- Armstrong in the c1960s.
- In office: 1963–1970
- Other posts: Chaplain of the Fleet, Royal Navy (1960–1963)

Orders
- Ordination: 1932 (deacon) 1933 (priest)
- Consecration: 25 March 1963 by Michael Ramsey

Personal details
- Born: 4 October 1905
- Died: 30 December 1992 (aged 87)
- Education: Durham School
- Alma mater: Australian College of Theology

= John Armstrong (bishop of Bermuda) =

John Armstrong (4 October 1905 – 30 December 1992) was an Anglican bishop. He was the fourth Bishop of Bermuda.

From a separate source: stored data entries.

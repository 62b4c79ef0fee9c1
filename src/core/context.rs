//! Stateful rule-engine context
//!
//! A [`Context`] owns at most one engine handle. It keeps the output flags
//! and dry-run mode across [`Context::refresh`], runs commands with both
//! output streams buffered, and remembers the output of the last successful
//! command so it can be viewed as text, lines, a handle map or JSON.
//!
//! # Lifecycle
//!
//! ```text
//! Uninitialized --new/refresh--> Ready --run/set_*--> Ready
//!       ^                          |
//!       +---- dispose / failed refresh
//! ```
//!
//! The handle is released when it is replaced, when [`Context::dispose`] is
//! called, or when the context is dropped, whichever comes first.
//!
//! # Concurrency
//!
//! Nothing here locks. One context must not be driven from two threads at
//! once; the native engine type is neither `Send` nor `Sync`.

use crate::core::engine::{Backend, Engine};
use crate::core::error::{Error, Result};
use crate::core::flags::{FlagTable, to_flag_bits};
use crate::core::view;
use std::collections::BTreeMap;
use std::fmt;
use tracing::{debug, error, info, warn};

/// Stateful handle to the rule engine for one logical session
pub struct Context<B: Backend> {
    backend: B,
    engine: Option<B::Engine>,
    /// Flags to re-apply on the next recreate
    output_flags: u32,
    /// Dry-run mode to re-apply on the next recreate
    dry_run: bool,
    last_response: String,
}

impl<B: Backend> Context<B> {
    /// Creates a context with a fresh engine handle.
    ///
    /// # Errors
    ///
    /// Returns `Error::Resource` if the handle cannot be allocated or its
    /// output buffers cannot be enabled.
    pub fn new(backend: B) -> Result<Self> {
        let mut ctx = Self {
            backend,
            engine: None,
            output_flags: 0,
            dry_run: false,
            last_response: String::new(),
        };
        ctx.refresh()?;
        Ok(ctx)
    }

    /// Releases the current handle and creates a new one.
    ///
    /// Output flags and dry-run mode are carried over; the last response is
    /// kept. Useful when live counters on a long-lived handle go stale.
    ///
    /// On failure the context is left without a handle and every operation
    /// other than `refresh` and `dispose` returns `Error::Resource`.
    ///
    /// # Errors
    ///
    /// - `Error::Resource` if allocation or buffering fails
    /// - `Error::State` if the engine refuses to restore dry-run mode
    pub fn refresh(&mut self) -> Result<&mut Self> {
        if let Some(old) = self.engine.take() {
            self.output_flags = old.output_flags();
            self.dry_run = old.dry_run();
            // Release before allocating the replacement
            drop(old);
        }

        let mut engine = self
            .backend
            .create()
            .ok_or_else(|| Error::Resource("engine context could not be allocated".to_string()))?;

        if self.output_flags != 0 {
            engine.set_output_flags(self.output_flags);
        }

        if !engine.buffer_output() {
            error!("Failed to enable output buffering");
            return Err(Error::Resource(
                "output buffer could not be enabled".to_string(),
            ));
        }
        if !engine.buffer_error() {
            error!("Failed to enable error buffering");
            return Err(Error::Resource(
                "error buffer could not be enabled".to_string(),
            ));
        }

        if self.dry_run {
            engine.set_dry_run(true);
            if !engine.dry_run() {
                warn!("Engine refused to restore dry-run mode after refresh");
                return Err(Error::State(
                    "dry-run mode could not be restored on the new context".to_string(),
                ));
            }
        }

        info!(
            "Engine context ready (flags={:#x}, dry_run={})",
            self.output_flags, self.dry_run
        );
        self.engine = Some(engine);
        Ok(self)
    }

    /// Releases the engine handle. Calling it again is a no-op.
    pub fn dispose(&mut self) {
        if let Some(engine) = self.engine.take() {
            drop(engine);
            info!("Engine context disposed");
        }
    }

    /// Returns `true` while the context holds a live handle
    pub fn is_ready(&self) -> bool {
        self.engine.is_some()
    }

    fn engine(&self) -> Result<&B::Engine> {
        self.engine.as_ref().ok_or_else(Self::not_ready)
    }

    fn engine_mut(&mut self) -> Result<&mut B::Engine> {
        self.engine.as_mut().ok_or_else(Self::not_ready)
    }

    fn not_ready() -> Error {
        Error::Resource("context has no engine handle; call refresh()".to_string())
    }

    /// Runs one or more newline-separated commands.
    ///
    /// On success the engine output becomes the new last response. On
    /// failure the previous response is kept. Re-running an `add` may create
    /// duplicates; that is up to the engine.
    ///
    /// # Errors
    ///
    /// - `Error::Validation` if the text contains a NUL byte
    /// - `Error::Command` with the engine's error buffer if it rejects the text
    /// - `Error::Resource` if the context has no handle
    pub fn run(&mut self, cmd: &str) -> Result<&mut Self> {
        if cmd.contains('\0') {
            return Err(Error::validation("command", "contains a NUL byte"));
        }

        let engine = self.engine_mut()?;
        debug!("Running command: {}", cmd.trim_end());

        match engine.run_cmd(cmd) {
            Ok(output) => {
                self.last_response = output;
                Ok(self)
            }
            Err(message) => {
                debug!("Command rejected: {}", message.trim_end());
                Err(Error::Command { message })
            }
        }
    }

    /// Replaces the output flags with the union of `flags`.
    ///
    /// Accepts any integer type; each value must be a non-negative 32-bit
    /// integer. Returns the flags the engine reports afterward.
    ///
    /// # Errors
    ///
    /// - `Error::Validation` if `flags` is empty or a value is out of range
    /// - `Error::Resource` if the context has no handle
    pub fn set_output_flags<T>(&mut self, flags: &[T]) -> Result<u32>
    where
        T: TryInto<u32> + Copy + fmt::Display,
    {
        if flags.is_empty() {
            return Err(Error::validation(
                "flags",
                "at least one output flag is required",
            ));
        }

        let bits = flags
            .iter()
            .try_fold(0u32, |acc, &f| Ok::<_, Error>(acc | to_flag_bits(f)?))?;

        let engine = self.engine_mut()?;
        engine.set_output_flags(bits);
        let actual = engine.output_flags();
        self.output_flags = bits;

        debug!("Output flags set to {:#x}", actual);
        Ok(actual)
    }

    /// Current output flags, read from the engine
    ///
    /// # Errors
    ///
    /// Returns `Error::Resource` if the context has no handle.
    pub fn output_flags(&self) -> Result<u32> {
        Ok(self.engine()?.output_flags())
    }

    /// Switches dry-run mode and confirms the engine accepted it.
    ///
    /// # Errors
    ///
    /// - `Error::State` if the engine reports a different mode afterward
    /// - `Error::Resource` if the context has no handle
    pub fn set_dry_run(&mut self, enabled: bool) -> Result<()> {
        let engine = self.engine_mut()?;
        engine.set_dry_run(enabled);
        let actual = engine.dry_run();

        if actual != enabled {
            warn!("Engine refused dry-run change (requested {enabled}, got {actual})");
            return Err(Error::State(format!(
                "dry-run mode change failed: requested {enabled}, engine reports {actual}"
            )));
        }

        self.dry_run = enabled;
        debug!("Dry-run mode {}", if enabled { "on" } else { "off" });
        Ok(())
    }

    /// Shorthand for `set_dry_run(true)`
    ///
    /// # Errors
    ///
    /// See [`Context::set_dry_run`].
    pub fn enable_dry_run(&mut self) -> Result<()> {
        self.set_dry_run(true)
    }

    /// Current dry-run mode, read from the engine
    ///
    /// # Errors
    ///
    /// Returns `Error::Resource` if the context has no handle.
    pub fn dry_run(&self) -> Result<bool> {
        Ok(self.engine()?.dry_run())
    }

    /// Flag values of the backing library
    pub fn flags(&self) -> &'static FlagTable {
        self.backend.flags()
    }

    /// Output of the last successful command, verbatim
    pub fn text(&self) -> &str {
        view::text(&self.last_response)
    }

    /// Last response split into cleaned, non-empty lines
    pub fn lines(&self) -> Vec<String> {
        view::lines(&self.last_response)
    }

    /// Handle to description map of the last response
    pub fn handles(&self) -> BTreeMap<String, String> {
        view::handles(&self.last_response)
    }

    /// Last response parsed as JSON
    ///
    /// # Errors
    ///
    /// Returns `Error::Format` if the last response is not JSON.
    pub fn json(&self) -> Result<serde_json::Value> {
        view::json(&self.last_response)
    }
}

impl<B: Backend> fmt::Debug for Context<B> {
    fn fmt(&self, f: &mut fmt::Formatter<'_>) -> fmt::Result {
        f.debug_struct("Context")
            .field("ready", &self.is_ready())
            .field("output_flags", &self.output_flags)
            .field("dry_run", &self.dry_run)
            .field("last_response_len", &self.last_response.len())
            .finish_non_exhaustive()
    }
}

impl<B: Backend> Drop for Context<B> {
    fn drop(&mut self) {
        self.dispose();
    }
}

==Early life and education==
He was educated at Durham School, then an all-boys Private school in Durham, County Durham, England. He trained for ordination at St Francis College, a theological college in Nundah, Queensland, and completed a Licentiate in Theology (ThL) at the Australian College of Theology.

==Ordained ministry==
Armstrong was ordained as a deacon in 1932 (in the Diocese of Goulburn, Australia) and as a priest in 1933. He was a naval chaplain in the Royal Navy for 28 years. He eventually rose to be Chaplain of the Fleet, serving from 1960 to 1963. He retired from the Royal Navy on 15 March 1963.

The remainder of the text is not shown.